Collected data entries
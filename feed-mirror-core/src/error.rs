//! Error types for the mirror pipeline.
//!
//! Only [`SyncError`] (and the [`ConfigError`] it wraps) ever aborts a run.
//! [`FetchFailure`] is recorded per entry and [`ShortenError`] is replaced by a
//! sentinel link, so neither reaches the caller as an `Err`.

use std::path::PathBuf;
use thiserror::Error;

/// Fatal configuration problems, detected before any network activity.
#[derive(Debug, Error, Clone, PartialEq, Eq)]
pub enum ConfigError {
    #[error("no sources configured")]
    NoSources,

    #[error("source #{index} has an empty `{field}`")]
    EmptyField { index: usize, field: &'static str },

    #[error("duplicate source description: {0:?}")]
    DuplicateDesc(String),

    #[error("duplicate source url: {0}")]
    DuplicateUrl(String),

    #[error("max_workers must be at least 1")]
    InvalidWorkers,

    #[error("max_file_size_mb {0} is too large to express in bytes")]
    InvalidSizeLimit(u64),

    #[error("link template `{name}` must contain exactly one {{filename}} placeholder: {template}")]
    InvalidTemplate { name: &'static str, template: String },

    #[error("GITHUB_REPOSITORY environment variable not set")]
    MissingRepository,

    #[error("GITHUB_REPOSITORY must look like `owner/repo`, got {0:?}")]
    MalformedRepository(String),
}

/// Why a single source could not be mirrored. The `Display` output is the
/// reason shown in the report.
#[derive(Debug, Error, Clone, PartialEq)]
pub enum FetchFailure {
    #[error("download failed: {0}")]
    Transfer(String),

    #[error("file too large ({size_mb} MB > {limit_mb} MB), skipped")]
    SizeExceeded { size_mb: f64, limit_mb: u64 },

    #[error("unexpected error: {0}")]
    Io(String),
}

impl From<reqwest::Error> for FetchFailure {
    fn from(e: reqwest::Error) -> Self {
        FetchFailure::Transfer(e.to_string())
    }
}

impl From<std::io::Error> for FetchFailure {
    fn from(e: std::io::Error) -> Self {
        FetchFailure::Io(e.to_string())
    }
}

/// Failure of a single call to the shortening service.
#[derive(Debug, Error)]
pub enum ShortenError {
    #[error("shortener request failed: {0}")]
    Transport(#[from] reqwest::Error),

    #[error("shortener returned status {0}")]
    Status(u16),

    #[error("shortener returned a malformed response: {0:?}")]
    MalformedResponse(String),

    #[error("shortening disabled")]
    Disabled,
}

/// Errors that abort a whole synchronisation run.
#[derive(Debug, Error)]
pub enum SyncError {
    #[error(transparent)]
    Config(#[from] ConfigError),

    #[error("failed to prepare content store {path:?}: {source}")]
    Store {
        path: PathBuf,
        #[source]
        source: std::io::Error,
    },
}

Your objective
All lines of the data are to be repeated exactly as they stand.

Exercise response
filename feed-mirror-core/src/error.rs
//! Error types for the mirror pipeline.
//!
//! Only [`SyncError`] (and the [`ConfigError`] it wraps) ever aborts a run.
//! [`FetchFailure`] is recorded per entry and [`ShortenError`] is replaced by a
//! sentinel link, so neither reaches the caller as an `Err`.

use std::path::PathBuf;
use thiserror::Error;

/// Fatal configuration problems, detected before any network activity.
#[derive(Debug, Error, Clone, PartialEq, Eq)]
pub enum ConfigError {
    #[error("no sources configured")]
    NoSources,

    #[error("source #{index} has an empty `{field}`")]
    EmptyField { index: usize, field: &'static str },

    #[error("duplicate source description: {0:?}")]
    DuplicateDesc(String),

    #[error("duplicate source url: {0}")]
    DuplicateUrl(String),

    #[error("max_workers must be at least 1")]
    InvalidWorkers,

    #[error("max_file_size_mb {0} is too large to express in bytes")]
    InvalidSizeLimit(u64),

    #[error("link template `{name}` must contain exactly one {{filename}} placeholder: {template}")]
    InvalidTemplate { name: &'static str, template: String },

    #[error("GITHUB_REPOSITORY environment variable not set")]
    MissingRepository,

    #[error("GITHUB_REPOSITORY must look like `owner/repo`, got {0:?}")]
    MalformedRepository(String),
}

/// Why a single source could not be mirrored. The `Display` output is the
/// reason shown in the report.
#[derive(Debug, Error, Clone, PartialEq)]
pub enum FetchFailure {
    #[error("download failed: {0}")]
    Transfer(String),

    #[error("file too large ({size_mb} MB > {limit_mb} MB), skipped")]
    SizeExceeded { size_mb: f64, limit_mb: u64 },

    #[error("unexpected error: {0}")]
    Io(String),
}

impl From<reqwest::Error> for FetchFailure {
    fn from(e: reqwest::Error) -> Self {
        FetchFailure::Transfer(e.to_string())
    }
}

impl From<std::io::Error> for FetchFailure {
    fn from(e: std::io::Error) -> Self {
        FetchFailure::Io(e.to_string())
    }
}

/// Failure of a single call to the shortening service.
#[derive(Debug, Error)]
pub enum ShortenError {
    #[error("shortener request failed: {0}")]
    Transport(#[from] reqwest::Error),

    #[error("shortener returned status {0}")]
    Status(u16),

    #[error("shortener returned a malformed response: {0:?}")]
    MalformedResponse(String),

    #[error("shortening disabled")]
    Disabled,
}

/// Errors that abort a whole synchronisation run.
#[derive(Debug, Error)]
pub enum SyncError {
    #[error(transparent)]
    Config(#[from] ConfigError),

    #[error("failed to prepare content store {path:?}: {source}")]
    Store {
        path: PathBuf,
        #[source]
        source: std::io::Error,
    },
}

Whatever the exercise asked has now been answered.